Problem:
If a line in the entries includes "Display", show that line.

Input for this task:
%%
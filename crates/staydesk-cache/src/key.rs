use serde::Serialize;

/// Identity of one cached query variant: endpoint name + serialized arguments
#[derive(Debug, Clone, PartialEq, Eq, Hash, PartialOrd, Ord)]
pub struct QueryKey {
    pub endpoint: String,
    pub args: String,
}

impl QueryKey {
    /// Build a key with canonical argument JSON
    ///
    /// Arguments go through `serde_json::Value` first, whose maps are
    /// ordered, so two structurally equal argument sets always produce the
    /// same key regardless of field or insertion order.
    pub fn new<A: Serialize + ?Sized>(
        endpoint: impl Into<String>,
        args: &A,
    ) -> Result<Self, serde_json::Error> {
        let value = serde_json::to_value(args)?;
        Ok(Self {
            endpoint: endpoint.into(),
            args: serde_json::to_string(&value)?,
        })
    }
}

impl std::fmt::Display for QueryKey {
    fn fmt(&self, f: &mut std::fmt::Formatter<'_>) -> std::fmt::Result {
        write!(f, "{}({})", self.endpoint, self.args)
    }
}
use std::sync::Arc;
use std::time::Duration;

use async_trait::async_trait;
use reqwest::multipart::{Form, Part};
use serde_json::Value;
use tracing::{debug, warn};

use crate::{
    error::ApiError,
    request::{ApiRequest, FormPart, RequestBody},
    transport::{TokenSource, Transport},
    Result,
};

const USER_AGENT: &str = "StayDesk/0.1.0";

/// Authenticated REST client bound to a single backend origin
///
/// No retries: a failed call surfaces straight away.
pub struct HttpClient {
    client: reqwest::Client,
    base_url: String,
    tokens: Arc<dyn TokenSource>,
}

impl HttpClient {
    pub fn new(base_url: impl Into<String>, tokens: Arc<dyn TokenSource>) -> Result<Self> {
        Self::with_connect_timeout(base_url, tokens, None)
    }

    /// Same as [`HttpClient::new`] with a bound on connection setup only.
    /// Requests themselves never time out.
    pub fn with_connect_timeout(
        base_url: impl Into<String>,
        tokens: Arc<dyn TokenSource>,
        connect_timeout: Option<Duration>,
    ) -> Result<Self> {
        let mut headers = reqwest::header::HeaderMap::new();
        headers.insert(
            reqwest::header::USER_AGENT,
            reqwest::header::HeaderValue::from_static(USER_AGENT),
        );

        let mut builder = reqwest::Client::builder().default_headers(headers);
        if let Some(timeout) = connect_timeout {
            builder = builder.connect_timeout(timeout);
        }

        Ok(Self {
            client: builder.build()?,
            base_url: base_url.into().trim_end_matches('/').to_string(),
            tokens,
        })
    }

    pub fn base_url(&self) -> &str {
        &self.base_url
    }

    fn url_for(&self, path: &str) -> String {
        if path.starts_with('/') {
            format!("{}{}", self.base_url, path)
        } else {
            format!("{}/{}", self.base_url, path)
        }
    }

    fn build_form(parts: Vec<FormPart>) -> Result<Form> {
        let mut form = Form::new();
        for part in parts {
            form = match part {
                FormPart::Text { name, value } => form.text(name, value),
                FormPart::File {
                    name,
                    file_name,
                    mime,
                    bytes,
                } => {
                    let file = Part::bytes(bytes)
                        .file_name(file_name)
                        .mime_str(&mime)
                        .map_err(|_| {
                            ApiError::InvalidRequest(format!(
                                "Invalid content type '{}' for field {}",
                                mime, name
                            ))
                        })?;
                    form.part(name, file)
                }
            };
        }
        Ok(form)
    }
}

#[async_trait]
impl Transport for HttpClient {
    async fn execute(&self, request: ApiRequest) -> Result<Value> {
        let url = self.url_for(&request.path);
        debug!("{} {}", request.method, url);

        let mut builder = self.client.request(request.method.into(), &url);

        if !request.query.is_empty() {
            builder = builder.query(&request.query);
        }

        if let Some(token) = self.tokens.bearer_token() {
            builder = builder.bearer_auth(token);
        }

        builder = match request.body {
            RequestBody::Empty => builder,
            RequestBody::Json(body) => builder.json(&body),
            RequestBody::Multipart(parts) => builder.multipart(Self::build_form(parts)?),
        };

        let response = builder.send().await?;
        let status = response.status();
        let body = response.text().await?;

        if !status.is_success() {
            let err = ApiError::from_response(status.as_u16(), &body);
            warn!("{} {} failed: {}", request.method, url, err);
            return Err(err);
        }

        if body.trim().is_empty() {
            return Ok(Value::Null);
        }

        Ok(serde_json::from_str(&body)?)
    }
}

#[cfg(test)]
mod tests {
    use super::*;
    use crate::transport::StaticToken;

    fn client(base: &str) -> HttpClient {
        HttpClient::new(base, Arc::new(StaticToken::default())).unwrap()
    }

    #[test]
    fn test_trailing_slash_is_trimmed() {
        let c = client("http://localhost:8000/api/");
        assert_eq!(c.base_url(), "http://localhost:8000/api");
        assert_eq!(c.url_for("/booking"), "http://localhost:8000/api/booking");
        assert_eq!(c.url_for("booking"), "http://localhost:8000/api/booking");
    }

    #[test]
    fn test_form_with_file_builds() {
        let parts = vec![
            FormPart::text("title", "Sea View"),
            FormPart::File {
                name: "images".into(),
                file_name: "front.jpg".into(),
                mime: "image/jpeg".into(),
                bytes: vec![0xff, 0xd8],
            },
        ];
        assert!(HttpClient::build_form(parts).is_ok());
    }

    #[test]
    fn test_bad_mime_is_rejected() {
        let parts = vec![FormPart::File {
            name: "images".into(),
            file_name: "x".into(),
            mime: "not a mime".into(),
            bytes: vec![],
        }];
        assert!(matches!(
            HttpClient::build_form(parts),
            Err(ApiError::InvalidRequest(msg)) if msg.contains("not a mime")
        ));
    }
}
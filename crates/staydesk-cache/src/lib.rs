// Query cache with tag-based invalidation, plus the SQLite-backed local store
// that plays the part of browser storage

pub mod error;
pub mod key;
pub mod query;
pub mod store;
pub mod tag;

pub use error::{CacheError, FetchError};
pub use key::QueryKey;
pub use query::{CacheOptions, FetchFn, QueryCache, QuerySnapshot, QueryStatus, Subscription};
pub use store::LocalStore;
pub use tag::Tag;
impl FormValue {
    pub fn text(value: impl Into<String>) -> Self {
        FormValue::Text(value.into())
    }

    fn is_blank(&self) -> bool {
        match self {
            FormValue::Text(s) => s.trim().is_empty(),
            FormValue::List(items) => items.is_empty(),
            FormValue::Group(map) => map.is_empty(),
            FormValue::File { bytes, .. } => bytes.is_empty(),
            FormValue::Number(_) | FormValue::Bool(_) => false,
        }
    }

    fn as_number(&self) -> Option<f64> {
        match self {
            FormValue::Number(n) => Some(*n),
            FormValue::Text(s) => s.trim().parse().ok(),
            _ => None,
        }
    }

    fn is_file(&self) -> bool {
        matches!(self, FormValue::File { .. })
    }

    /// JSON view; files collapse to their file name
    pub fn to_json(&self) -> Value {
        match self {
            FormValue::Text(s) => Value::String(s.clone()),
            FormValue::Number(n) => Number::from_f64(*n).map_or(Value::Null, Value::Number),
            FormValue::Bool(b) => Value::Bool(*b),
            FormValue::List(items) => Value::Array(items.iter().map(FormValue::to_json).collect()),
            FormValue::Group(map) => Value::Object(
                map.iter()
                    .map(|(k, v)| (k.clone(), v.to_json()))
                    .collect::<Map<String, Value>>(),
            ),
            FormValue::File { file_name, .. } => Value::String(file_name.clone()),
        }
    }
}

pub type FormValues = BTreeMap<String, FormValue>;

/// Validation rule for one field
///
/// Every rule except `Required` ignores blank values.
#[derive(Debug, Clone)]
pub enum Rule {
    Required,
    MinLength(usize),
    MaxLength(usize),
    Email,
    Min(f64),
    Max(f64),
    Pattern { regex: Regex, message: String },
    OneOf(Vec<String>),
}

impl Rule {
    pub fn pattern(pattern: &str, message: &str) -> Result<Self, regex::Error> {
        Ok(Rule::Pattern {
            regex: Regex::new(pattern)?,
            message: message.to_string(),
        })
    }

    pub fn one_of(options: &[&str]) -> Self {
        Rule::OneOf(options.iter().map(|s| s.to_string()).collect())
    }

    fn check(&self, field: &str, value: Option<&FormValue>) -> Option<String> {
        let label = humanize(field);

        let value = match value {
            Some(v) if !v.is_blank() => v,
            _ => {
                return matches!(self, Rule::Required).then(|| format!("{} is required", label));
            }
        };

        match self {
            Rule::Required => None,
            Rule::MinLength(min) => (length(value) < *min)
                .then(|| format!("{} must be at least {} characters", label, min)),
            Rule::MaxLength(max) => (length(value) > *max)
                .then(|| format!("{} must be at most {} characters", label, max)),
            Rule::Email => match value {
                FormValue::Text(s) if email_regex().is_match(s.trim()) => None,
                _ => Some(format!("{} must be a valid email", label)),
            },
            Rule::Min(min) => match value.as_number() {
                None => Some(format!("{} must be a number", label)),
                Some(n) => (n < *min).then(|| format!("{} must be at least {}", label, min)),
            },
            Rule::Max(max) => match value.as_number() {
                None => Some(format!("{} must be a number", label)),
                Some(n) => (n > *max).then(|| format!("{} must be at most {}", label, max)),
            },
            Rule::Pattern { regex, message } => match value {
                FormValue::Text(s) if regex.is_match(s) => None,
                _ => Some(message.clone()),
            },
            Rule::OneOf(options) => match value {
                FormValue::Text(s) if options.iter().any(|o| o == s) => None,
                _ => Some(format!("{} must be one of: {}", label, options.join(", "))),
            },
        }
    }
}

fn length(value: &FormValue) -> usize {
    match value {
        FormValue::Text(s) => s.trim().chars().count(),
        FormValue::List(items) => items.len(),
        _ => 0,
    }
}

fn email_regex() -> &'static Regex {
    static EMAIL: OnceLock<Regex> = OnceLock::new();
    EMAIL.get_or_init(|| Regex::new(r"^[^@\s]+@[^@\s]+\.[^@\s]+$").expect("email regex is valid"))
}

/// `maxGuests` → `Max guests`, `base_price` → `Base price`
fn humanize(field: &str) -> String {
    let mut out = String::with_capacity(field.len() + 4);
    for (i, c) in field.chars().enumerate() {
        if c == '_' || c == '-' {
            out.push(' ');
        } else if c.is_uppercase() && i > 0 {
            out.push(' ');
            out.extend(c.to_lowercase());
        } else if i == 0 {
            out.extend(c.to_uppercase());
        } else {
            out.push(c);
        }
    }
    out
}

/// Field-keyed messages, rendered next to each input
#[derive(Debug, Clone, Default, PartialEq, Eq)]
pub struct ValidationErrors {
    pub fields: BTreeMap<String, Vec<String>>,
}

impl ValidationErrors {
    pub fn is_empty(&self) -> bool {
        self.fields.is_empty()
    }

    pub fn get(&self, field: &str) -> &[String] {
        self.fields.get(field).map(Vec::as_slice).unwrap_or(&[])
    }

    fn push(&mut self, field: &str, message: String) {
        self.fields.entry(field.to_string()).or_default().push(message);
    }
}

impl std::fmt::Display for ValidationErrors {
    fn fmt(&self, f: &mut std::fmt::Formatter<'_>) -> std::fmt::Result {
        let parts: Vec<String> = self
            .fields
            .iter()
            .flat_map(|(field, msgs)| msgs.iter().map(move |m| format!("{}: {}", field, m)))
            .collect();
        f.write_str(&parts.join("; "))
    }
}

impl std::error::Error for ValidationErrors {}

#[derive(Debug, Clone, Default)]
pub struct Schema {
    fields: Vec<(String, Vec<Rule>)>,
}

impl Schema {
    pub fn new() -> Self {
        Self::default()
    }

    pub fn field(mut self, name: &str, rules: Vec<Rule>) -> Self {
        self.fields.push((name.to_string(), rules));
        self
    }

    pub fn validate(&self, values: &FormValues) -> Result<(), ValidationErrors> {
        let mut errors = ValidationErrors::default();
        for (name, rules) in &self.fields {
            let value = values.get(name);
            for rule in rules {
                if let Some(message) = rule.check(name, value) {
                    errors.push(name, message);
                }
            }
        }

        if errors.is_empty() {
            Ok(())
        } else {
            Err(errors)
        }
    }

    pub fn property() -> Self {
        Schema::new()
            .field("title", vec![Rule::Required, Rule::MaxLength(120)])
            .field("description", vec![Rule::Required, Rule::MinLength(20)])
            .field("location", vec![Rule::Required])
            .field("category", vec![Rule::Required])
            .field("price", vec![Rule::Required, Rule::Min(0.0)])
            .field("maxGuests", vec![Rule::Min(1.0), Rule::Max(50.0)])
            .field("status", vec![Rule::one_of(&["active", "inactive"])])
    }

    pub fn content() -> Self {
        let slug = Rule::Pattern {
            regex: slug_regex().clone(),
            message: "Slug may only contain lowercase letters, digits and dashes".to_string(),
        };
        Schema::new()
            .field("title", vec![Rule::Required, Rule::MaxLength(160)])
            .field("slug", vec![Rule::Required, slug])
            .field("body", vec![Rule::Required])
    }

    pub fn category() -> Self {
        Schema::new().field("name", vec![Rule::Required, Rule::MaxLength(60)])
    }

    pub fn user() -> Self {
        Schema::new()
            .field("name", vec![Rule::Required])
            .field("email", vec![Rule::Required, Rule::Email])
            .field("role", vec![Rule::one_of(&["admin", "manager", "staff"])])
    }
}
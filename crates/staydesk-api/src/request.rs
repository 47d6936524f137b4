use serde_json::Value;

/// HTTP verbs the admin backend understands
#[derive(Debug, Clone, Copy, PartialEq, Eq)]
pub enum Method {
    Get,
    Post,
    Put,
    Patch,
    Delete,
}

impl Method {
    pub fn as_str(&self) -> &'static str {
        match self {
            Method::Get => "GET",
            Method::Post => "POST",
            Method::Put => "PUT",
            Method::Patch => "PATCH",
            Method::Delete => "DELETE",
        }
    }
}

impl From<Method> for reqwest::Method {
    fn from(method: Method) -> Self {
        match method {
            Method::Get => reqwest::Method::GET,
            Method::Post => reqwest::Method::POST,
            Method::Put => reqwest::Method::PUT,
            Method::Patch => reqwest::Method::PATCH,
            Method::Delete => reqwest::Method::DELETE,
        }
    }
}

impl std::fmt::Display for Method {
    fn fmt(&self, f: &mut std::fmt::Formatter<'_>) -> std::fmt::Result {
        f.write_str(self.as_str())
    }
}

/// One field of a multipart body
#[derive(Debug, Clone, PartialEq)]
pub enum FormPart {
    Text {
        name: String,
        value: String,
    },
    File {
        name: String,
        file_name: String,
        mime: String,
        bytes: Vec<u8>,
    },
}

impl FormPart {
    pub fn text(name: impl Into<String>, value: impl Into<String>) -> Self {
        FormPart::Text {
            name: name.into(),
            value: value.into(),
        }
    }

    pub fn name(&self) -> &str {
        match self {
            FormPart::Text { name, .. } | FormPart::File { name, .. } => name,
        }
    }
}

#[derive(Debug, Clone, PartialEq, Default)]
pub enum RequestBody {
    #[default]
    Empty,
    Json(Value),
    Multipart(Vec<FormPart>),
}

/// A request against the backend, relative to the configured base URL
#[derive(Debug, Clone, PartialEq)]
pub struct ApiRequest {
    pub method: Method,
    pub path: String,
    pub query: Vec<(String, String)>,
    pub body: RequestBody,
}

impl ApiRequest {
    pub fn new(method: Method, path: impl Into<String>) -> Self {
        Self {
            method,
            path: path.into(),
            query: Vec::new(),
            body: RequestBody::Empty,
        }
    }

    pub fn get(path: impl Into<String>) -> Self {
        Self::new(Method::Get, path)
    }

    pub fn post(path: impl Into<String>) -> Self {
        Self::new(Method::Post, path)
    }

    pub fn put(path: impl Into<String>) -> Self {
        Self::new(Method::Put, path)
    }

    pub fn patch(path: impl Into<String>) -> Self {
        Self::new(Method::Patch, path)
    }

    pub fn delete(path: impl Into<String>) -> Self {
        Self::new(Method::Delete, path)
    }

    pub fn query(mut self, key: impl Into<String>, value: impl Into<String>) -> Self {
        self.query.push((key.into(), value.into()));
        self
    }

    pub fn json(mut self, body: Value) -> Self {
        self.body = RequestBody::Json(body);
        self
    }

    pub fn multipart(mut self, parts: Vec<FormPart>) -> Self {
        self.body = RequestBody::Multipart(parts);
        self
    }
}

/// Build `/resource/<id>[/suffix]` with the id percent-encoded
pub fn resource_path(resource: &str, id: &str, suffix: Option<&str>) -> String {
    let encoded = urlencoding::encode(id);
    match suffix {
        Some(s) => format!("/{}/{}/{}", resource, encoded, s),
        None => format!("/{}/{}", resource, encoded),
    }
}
%%
Solution for this task:
impl std::fmt::Display for QueryKey {
impl std::fmt::Display for ValidationErrors {
impl std::fmt::Display for Method {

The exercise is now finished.